▸ Assignment
Among the lines below, list those containing the string "beaconapi".

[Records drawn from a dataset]

####################

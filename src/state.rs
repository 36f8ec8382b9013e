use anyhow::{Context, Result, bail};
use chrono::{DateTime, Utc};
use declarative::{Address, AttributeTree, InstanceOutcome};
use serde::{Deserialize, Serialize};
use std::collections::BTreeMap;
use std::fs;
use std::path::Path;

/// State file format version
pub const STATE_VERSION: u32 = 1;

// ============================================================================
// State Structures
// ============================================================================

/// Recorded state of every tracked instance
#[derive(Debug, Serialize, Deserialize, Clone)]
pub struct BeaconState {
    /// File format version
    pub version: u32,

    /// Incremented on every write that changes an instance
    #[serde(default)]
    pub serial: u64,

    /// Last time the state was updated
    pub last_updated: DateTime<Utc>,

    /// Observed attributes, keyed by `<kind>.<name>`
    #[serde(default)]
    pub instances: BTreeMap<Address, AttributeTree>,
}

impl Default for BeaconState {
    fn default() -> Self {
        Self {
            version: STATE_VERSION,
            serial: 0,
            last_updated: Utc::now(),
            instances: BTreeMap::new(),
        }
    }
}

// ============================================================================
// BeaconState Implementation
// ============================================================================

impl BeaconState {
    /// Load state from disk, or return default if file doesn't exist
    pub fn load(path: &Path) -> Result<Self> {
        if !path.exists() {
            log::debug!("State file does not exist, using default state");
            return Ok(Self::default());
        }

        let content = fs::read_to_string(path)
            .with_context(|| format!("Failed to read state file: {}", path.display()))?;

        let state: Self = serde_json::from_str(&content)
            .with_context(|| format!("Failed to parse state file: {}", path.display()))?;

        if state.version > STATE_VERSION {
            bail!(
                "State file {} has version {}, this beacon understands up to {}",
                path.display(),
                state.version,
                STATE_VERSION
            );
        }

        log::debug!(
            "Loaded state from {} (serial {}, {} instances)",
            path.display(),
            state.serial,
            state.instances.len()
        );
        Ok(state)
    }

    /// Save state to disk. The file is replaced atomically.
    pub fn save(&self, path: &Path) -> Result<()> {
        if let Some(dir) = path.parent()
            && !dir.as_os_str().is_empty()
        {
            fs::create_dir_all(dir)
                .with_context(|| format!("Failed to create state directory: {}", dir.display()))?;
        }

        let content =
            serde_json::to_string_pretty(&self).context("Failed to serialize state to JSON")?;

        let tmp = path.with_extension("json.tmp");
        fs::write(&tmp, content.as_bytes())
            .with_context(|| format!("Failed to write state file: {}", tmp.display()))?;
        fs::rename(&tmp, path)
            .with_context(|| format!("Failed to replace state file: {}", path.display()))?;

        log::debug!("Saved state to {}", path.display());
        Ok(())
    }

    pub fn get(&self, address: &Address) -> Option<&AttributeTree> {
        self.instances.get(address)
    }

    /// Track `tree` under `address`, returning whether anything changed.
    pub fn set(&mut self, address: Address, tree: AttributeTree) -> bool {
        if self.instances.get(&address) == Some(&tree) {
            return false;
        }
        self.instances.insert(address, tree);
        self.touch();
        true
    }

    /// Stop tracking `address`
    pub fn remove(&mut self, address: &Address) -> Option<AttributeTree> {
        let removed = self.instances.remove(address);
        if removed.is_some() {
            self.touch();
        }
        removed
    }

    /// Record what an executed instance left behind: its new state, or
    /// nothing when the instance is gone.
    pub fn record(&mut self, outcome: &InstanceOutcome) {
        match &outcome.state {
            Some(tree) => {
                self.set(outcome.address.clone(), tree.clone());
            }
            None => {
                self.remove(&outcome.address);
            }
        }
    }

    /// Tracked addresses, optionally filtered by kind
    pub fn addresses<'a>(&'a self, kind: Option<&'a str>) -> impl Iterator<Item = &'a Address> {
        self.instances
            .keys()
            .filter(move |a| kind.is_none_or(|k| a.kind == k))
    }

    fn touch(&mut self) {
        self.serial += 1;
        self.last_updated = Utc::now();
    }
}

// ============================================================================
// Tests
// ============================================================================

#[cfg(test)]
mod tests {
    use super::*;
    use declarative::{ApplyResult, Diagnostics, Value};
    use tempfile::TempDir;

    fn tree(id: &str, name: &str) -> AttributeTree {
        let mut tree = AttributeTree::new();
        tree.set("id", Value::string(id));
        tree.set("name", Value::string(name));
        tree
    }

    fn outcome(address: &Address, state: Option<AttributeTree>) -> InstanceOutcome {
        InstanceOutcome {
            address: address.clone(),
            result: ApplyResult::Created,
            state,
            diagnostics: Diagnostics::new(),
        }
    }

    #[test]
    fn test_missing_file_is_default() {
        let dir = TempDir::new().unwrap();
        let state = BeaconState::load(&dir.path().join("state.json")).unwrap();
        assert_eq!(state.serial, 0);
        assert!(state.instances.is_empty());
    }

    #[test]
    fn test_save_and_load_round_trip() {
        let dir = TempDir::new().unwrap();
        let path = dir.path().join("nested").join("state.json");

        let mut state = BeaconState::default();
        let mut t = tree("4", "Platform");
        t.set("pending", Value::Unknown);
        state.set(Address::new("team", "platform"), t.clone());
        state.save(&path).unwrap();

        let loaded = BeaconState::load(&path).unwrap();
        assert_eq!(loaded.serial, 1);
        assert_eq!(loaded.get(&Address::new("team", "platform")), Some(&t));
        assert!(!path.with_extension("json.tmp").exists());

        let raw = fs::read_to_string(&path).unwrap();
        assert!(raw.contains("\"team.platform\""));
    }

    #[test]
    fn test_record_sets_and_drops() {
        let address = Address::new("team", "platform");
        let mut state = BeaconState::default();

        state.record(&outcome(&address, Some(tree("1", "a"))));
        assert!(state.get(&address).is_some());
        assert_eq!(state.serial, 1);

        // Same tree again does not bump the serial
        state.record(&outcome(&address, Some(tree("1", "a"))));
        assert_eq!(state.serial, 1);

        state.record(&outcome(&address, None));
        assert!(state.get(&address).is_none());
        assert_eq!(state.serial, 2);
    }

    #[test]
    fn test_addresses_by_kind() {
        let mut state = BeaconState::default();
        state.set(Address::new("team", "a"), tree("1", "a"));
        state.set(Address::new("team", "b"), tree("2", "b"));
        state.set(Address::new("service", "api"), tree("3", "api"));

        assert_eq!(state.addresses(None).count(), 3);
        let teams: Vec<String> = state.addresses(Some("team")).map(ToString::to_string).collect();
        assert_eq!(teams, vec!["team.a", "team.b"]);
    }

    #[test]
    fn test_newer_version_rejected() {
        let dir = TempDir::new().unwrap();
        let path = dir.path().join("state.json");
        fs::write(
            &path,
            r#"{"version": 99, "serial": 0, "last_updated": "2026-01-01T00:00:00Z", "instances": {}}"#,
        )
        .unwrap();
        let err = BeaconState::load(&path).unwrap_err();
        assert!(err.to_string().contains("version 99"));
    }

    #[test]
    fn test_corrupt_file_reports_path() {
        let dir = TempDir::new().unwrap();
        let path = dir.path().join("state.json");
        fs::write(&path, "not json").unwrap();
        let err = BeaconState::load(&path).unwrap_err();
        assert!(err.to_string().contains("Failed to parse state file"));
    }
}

####################

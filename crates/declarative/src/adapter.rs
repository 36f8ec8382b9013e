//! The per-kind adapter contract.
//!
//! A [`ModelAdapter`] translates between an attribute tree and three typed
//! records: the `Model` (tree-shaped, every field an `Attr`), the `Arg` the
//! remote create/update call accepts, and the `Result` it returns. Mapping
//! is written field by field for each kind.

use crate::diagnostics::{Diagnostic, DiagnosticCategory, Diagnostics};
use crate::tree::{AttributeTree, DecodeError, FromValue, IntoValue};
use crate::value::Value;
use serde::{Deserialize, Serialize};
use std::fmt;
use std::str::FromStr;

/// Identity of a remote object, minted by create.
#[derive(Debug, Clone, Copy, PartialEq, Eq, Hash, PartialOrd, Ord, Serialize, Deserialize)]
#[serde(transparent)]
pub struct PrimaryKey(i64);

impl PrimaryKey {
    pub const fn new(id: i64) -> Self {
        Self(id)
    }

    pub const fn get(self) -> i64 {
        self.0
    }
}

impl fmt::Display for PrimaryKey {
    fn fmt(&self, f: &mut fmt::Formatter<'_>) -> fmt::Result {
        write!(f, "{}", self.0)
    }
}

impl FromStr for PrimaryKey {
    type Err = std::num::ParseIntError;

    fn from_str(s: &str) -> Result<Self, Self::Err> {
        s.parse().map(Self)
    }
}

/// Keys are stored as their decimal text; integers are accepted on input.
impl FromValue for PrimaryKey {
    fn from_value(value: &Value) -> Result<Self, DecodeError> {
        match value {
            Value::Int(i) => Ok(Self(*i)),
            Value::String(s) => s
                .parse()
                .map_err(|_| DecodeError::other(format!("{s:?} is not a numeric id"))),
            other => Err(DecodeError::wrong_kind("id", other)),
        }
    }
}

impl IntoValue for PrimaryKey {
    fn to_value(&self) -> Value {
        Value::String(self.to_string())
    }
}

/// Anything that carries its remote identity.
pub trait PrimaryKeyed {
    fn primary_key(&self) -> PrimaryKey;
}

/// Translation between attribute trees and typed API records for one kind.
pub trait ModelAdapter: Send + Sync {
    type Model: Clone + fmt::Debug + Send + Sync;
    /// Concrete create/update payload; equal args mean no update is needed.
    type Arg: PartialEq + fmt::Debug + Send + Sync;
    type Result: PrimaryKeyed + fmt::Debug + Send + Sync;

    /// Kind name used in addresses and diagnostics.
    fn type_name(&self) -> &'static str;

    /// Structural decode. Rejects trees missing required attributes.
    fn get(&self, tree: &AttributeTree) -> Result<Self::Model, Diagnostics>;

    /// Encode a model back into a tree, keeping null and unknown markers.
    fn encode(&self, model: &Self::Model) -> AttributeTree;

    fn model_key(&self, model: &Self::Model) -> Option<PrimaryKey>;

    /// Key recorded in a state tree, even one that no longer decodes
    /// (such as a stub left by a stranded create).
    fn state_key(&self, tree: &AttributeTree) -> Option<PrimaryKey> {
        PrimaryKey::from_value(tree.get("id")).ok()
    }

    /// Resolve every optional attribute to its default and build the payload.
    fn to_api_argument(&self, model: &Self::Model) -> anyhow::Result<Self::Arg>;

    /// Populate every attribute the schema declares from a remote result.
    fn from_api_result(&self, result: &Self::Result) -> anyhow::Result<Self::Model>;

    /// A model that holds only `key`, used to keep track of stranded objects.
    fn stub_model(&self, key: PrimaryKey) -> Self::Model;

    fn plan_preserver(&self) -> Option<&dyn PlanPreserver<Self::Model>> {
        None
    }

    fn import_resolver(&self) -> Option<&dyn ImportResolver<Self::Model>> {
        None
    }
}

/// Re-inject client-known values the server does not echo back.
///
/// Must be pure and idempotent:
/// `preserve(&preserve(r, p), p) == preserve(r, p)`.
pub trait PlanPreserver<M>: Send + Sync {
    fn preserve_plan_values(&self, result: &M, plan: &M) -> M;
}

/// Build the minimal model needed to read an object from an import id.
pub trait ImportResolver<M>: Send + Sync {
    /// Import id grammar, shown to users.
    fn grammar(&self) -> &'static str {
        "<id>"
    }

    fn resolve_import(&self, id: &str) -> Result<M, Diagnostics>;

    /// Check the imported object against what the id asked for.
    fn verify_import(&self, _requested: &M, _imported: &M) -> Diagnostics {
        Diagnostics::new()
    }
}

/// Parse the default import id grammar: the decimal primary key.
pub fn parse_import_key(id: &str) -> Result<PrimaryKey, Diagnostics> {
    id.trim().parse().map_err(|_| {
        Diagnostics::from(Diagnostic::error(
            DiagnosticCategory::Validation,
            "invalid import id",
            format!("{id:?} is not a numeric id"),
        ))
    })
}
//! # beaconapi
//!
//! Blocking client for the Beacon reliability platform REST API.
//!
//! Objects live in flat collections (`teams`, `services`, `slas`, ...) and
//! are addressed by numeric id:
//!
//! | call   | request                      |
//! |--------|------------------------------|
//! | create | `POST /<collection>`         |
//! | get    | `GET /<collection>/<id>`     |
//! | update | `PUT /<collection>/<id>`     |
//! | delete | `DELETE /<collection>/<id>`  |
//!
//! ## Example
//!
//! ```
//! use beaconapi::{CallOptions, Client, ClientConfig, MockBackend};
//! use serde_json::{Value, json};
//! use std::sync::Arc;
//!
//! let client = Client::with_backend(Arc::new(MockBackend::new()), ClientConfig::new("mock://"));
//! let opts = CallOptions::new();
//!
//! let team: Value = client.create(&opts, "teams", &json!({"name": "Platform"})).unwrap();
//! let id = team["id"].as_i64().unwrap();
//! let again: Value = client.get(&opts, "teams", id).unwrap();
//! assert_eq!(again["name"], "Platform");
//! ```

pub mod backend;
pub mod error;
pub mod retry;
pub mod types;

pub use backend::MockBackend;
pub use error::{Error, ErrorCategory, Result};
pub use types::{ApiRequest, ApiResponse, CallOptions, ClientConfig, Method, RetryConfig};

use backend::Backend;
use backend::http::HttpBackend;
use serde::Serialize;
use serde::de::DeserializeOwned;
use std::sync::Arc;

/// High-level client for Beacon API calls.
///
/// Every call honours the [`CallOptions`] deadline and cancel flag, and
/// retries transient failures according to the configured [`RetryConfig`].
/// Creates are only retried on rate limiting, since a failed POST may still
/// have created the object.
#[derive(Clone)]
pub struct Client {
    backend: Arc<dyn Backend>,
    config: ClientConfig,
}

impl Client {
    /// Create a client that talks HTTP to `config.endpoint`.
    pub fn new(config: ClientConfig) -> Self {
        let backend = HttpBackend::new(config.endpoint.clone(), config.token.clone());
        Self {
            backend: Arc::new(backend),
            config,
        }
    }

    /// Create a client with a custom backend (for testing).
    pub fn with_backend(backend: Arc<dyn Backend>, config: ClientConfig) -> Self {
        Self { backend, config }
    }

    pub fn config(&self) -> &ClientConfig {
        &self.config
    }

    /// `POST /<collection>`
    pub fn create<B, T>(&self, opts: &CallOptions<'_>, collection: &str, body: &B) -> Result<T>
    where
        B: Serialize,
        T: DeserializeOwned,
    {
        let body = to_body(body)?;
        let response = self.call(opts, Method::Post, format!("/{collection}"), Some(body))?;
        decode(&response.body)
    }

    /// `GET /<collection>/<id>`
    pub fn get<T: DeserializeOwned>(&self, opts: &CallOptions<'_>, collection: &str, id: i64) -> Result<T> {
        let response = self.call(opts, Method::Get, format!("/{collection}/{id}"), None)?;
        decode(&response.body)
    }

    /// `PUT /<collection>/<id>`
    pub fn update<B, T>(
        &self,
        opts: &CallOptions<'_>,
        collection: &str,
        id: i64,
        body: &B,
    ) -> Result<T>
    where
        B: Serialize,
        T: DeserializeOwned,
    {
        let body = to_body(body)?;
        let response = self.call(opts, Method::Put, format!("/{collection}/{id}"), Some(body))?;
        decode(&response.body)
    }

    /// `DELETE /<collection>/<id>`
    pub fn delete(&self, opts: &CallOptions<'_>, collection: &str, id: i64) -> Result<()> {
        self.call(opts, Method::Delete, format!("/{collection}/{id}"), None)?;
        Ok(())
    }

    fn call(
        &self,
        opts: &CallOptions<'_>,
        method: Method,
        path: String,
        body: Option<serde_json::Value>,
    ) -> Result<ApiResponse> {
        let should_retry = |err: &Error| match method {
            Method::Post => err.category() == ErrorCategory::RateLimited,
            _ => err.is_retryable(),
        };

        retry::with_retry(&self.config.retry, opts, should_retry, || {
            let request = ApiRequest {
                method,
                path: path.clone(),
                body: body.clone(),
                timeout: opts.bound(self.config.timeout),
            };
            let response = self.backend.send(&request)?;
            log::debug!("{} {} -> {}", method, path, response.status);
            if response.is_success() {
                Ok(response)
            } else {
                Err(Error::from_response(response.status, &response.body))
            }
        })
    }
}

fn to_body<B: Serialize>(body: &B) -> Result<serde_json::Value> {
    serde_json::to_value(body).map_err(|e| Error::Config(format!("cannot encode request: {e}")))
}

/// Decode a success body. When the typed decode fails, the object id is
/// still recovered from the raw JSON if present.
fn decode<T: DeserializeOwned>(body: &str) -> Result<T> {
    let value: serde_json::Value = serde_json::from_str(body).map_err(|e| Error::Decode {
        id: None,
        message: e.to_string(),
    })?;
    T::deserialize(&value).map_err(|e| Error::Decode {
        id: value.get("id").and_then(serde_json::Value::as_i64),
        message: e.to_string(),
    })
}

####################

▸ Answer to this task
//! # beaconapi
//! use beaconapi::{CallOptions, Client, ClientConfig, MockBackend};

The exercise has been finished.